_YOUR ASSIGNMENT_
Whenever a line below holds the word "from", copy that line.

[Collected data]
•••••
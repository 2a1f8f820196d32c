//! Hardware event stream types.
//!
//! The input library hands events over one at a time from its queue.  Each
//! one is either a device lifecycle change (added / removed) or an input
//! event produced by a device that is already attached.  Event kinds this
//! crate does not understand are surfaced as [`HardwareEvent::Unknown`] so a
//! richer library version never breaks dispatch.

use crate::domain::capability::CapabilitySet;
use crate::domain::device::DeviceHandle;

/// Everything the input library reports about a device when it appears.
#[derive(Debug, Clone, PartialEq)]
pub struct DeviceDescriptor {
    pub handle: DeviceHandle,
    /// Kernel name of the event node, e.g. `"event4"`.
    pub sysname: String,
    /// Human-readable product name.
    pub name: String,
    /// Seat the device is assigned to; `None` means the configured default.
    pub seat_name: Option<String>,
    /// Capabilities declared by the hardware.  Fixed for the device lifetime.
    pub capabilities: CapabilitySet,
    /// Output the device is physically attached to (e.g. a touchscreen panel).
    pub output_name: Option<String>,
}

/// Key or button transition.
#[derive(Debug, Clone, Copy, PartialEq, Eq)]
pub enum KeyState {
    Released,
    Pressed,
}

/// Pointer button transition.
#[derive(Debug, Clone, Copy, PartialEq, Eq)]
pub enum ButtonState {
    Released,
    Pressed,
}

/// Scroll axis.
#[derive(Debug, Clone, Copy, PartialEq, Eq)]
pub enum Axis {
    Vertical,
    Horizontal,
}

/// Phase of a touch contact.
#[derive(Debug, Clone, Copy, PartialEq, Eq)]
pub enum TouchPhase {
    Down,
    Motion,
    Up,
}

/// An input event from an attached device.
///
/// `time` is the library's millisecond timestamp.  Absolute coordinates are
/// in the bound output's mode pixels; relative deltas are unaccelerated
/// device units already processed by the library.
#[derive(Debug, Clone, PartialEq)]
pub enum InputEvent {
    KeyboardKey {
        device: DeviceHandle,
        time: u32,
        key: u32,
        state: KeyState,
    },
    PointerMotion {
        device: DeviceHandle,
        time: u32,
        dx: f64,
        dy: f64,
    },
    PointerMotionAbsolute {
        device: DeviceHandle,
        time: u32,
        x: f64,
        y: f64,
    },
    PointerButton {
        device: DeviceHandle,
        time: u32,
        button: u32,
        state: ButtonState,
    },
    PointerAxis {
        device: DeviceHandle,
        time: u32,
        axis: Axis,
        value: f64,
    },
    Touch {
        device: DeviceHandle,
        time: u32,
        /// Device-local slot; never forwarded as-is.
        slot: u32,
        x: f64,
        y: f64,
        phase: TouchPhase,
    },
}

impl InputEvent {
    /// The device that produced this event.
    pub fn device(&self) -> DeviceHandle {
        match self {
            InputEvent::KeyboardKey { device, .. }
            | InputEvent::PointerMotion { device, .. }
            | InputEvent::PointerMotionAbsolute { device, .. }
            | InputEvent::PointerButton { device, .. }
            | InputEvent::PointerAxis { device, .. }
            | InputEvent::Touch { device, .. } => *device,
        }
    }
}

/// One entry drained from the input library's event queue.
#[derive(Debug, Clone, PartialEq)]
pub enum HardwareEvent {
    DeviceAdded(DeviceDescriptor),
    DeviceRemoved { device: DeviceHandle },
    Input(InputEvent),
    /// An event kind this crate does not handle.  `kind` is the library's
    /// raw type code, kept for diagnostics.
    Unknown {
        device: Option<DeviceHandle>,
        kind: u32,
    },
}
•••••
_RESULT OF THE TASK_
//! The input library hands events over one at a time from its queue.  Each
/// An input event from an attached device.
/// One entry drained from the input library's event queue.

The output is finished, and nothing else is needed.